What is required »
Work through the data and say how many lines contain "const". The number alone is the answer.

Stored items
== == ==
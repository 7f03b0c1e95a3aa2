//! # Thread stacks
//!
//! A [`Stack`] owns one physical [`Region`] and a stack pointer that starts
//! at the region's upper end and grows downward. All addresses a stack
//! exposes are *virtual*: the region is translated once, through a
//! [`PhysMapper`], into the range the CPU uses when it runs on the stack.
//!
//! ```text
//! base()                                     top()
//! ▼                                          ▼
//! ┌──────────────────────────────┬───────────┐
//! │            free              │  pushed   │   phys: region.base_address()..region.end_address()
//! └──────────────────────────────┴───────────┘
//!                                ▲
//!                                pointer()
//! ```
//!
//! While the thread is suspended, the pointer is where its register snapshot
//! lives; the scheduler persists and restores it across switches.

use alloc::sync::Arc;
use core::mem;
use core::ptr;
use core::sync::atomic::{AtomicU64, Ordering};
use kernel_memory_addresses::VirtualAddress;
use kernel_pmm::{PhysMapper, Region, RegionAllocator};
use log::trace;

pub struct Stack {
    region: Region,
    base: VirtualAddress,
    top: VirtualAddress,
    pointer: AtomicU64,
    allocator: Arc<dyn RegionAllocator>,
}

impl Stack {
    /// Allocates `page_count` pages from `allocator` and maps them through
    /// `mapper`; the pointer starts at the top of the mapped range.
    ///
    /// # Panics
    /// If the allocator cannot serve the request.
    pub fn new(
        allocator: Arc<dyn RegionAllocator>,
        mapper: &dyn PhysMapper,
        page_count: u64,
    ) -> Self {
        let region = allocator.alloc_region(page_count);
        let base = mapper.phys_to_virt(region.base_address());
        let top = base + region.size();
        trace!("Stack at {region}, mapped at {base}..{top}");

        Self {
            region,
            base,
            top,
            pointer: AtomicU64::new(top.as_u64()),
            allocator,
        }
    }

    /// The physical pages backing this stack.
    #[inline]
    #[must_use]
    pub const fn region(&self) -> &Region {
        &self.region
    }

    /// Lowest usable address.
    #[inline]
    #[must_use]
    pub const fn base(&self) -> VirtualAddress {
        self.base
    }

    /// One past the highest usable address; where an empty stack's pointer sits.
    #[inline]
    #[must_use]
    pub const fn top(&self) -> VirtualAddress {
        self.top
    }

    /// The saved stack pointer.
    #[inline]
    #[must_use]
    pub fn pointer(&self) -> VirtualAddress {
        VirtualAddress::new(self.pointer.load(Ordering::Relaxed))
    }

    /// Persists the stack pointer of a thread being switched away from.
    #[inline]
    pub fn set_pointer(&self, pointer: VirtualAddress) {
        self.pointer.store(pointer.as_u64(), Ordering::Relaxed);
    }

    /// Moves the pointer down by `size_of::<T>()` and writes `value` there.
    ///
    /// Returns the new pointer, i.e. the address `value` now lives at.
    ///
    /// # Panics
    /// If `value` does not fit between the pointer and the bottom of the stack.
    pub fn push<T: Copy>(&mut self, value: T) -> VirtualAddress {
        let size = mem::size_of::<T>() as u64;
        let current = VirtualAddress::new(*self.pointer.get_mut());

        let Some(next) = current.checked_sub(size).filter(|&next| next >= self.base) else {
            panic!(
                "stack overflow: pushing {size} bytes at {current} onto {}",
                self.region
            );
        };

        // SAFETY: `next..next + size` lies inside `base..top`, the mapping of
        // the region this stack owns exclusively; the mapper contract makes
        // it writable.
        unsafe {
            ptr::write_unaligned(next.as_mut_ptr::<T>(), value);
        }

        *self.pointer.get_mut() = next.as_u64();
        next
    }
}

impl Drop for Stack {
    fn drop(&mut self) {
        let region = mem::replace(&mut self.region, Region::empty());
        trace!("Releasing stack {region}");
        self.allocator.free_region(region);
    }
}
== == ==
Worked solution »
3